## EXERCISE BRIEF
Output the listing in full. Every line stays exactly as it is.

## MATERIAL FOR THE TASK

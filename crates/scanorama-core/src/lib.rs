//! Shared types, error taxonomy, configuration, and retry policy for the
//! Scanorama scan execution subsystem.
//!
//! # Examples
//!
//! ```
//! use scanorama_core::{Config, PortSpec, ScanTarget};
//!
//! let ports = PortSpec::parse("22,80,443,8080-8090").unwrap();
//! assert_eq!(ports.count(), 14);
//!
//! let network = ScanTarget::parse_network("192.168.1.0/24").unwrap();
//! assert_eq!(network.prefix(), 24);
//!
//! let config = Config::default();
//! assert!(config.validate().is_ok());
//! ```

pub mod config;
pub mod error;
pub mod retry;
pub mod types;

pub use config::{Config, RateLimitConfig, RetryPolicyConfig};
pub use error::{Error, Result};
pub use retry::{backoff_delay, retry_with_backoff};
pub use types::{
    Host, HostResult, HostStatus, Job, JobStatus, PortResult, PortScan, PortSpec, PortState,
    Protocol, ScanJob, ScanResult, ScanStats, ScanTarget, ScanType, ScheduledTarget,
};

## RESULT OF THIS EXERCISE
filename crates/scanorama-core/src/lib.rs
//! Shared types, error taxonomy, configuration, and retry policy for the
//! Scanorama scan execution subsystem.
//!
//! # Examples
//!
//! ```
//! use scanorama_core::{Config, PortSpec, ScanTarget};
//!
//! let ports = PortSpec::parse("22,80,443,8080-8090").unwrap();
//! assert_eq!(ports.count(), 14);
//!
//! let network = ScanTarget::parse_network("192.168.1.0/24").unwrap();
//! assert_eq!(network.prefix(), 24);
//!
//! let config = Config::default();
//! assert!(config.validate().is_ok());
//! ```

pub mod config;
pub mod error;
pub mod retry;
pub mod types;

pub use config::{Config, RateLimitConfig, RetryPolicyConfig};
pub use error::{Error, Result};
pub use retry::{backoff_delay, retry_with_backoff};
pub use types::{
    Host, HostResult, HostStatus, Job, JobStatus, PortResult, PortScan, PortSpec, PortState,
    Protocol, ScanJob, ScanResult, ScanStats, ScanTarget, ScanType, ScheduledTarget,
};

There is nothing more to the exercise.